Where in the records does the word "const" occur? Copy each line in which it does.
** EXCERPTED DATA follows **
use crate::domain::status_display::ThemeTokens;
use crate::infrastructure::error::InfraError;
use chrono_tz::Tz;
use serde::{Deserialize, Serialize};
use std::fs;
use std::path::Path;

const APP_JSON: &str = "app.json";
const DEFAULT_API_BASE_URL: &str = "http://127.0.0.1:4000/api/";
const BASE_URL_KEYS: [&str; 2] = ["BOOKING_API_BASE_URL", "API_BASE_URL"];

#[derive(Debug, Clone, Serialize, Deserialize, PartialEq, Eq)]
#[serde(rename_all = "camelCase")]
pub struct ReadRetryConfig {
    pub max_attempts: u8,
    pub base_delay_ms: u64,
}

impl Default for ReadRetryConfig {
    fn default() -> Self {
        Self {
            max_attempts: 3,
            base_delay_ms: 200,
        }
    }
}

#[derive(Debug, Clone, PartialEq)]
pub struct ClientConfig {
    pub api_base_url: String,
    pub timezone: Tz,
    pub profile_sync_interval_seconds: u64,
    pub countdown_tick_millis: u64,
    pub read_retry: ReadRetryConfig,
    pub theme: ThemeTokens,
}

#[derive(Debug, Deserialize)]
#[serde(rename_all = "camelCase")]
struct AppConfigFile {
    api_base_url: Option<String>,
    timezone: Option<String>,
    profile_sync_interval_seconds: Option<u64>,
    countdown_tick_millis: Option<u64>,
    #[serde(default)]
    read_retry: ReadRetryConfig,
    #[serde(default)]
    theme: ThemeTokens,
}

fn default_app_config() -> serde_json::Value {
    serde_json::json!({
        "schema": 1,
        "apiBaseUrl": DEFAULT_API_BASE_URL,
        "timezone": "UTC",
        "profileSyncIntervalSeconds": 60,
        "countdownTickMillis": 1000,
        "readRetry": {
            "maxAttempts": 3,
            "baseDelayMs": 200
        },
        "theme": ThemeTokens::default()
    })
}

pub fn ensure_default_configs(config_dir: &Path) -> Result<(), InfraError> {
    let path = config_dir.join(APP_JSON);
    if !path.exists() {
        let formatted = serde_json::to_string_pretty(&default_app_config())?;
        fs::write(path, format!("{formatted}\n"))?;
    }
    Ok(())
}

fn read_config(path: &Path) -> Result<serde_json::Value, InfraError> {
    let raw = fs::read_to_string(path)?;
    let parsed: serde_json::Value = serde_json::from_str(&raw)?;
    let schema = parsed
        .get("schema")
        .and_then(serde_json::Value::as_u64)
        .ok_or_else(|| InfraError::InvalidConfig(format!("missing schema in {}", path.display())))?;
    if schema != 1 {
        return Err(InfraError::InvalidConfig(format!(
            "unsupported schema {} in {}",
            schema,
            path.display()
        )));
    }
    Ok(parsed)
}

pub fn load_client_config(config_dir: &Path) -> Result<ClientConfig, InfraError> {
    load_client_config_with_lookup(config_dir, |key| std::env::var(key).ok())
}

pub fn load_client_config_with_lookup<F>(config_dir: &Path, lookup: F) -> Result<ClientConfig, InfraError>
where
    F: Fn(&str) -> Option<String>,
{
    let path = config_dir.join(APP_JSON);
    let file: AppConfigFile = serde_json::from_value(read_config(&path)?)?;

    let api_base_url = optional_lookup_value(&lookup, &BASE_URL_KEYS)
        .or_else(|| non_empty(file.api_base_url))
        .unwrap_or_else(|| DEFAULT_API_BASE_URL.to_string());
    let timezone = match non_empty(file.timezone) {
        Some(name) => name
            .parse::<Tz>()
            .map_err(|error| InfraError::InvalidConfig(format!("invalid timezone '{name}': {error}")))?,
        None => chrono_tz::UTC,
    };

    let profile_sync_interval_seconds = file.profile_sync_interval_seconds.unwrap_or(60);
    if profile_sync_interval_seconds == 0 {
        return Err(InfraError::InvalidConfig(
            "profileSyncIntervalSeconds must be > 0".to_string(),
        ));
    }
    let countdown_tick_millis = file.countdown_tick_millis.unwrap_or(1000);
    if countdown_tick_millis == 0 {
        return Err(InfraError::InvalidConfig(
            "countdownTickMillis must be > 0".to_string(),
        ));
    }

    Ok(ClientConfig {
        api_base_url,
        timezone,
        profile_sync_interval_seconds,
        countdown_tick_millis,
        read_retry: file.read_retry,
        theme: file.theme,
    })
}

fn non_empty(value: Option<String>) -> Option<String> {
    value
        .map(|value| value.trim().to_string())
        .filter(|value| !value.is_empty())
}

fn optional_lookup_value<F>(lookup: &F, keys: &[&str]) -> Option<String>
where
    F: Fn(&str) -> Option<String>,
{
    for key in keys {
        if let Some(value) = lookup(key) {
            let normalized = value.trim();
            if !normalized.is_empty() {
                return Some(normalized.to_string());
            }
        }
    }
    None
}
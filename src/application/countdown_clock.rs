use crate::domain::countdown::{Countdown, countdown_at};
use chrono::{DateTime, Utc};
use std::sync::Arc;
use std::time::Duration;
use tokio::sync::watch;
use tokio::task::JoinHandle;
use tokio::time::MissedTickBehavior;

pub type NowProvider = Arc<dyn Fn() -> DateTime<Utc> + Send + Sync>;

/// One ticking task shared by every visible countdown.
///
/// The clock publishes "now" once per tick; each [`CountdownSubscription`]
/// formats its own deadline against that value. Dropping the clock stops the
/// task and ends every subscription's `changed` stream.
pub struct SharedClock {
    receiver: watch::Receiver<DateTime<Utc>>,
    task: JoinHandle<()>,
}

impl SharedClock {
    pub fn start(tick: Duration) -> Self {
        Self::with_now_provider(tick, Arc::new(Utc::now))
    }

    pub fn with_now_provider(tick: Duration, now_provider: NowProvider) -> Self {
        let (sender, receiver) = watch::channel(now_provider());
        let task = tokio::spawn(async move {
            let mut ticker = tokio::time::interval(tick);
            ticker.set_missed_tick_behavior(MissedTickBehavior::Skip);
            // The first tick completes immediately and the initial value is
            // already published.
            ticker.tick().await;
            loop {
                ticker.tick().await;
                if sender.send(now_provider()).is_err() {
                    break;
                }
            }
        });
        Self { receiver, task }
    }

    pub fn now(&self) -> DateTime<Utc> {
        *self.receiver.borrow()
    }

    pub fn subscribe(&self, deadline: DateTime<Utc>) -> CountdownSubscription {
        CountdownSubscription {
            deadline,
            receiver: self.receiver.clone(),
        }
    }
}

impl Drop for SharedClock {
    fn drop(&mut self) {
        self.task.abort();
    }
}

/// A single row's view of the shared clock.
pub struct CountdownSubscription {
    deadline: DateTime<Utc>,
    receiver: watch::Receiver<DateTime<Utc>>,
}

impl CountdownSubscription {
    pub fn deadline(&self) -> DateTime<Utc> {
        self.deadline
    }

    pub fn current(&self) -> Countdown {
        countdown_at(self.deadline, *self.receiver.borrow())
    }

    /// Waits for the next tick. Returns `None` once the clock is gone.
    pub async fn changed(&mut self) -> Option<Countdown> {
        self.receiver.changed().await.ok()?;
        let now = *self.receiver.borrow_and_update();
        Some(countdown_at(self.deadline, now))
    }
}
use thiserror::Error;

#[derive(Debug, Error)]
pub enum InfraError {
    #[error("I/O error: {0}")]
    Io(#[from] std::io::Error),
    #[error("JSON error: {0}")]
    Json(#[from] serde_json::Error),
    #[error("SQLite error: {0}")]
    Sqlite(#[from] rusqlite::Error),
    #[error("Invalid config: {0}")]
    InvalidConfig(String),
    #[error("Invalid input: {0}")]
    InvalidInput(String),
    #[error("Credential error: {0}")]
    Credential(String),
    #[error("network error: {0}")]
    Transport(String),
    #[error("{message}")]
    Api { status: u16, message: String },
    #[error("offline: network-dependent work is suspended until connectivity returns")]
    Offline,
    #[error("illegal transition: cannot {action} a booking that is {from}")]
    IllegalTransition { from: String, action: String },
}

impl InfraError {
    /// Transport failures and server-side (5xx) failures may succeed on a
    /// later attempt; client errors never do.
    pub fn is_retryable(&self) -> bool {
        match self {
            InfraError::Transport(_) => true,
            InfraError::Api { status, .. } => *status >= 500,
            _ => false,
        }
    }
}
** End of EXCERPTED DATA **
■ **ANSWER TO THE EXERCISE**
const APP_JSON: &str = "app.json";
const DEFAULT_API_BASE_URL: &str = "http://127.0.0.1:4000/api/";
const BASE_URL_KEYS: [&str; 2] = ["BOOKING_API_BASE_URL", "API_BASE_URL"];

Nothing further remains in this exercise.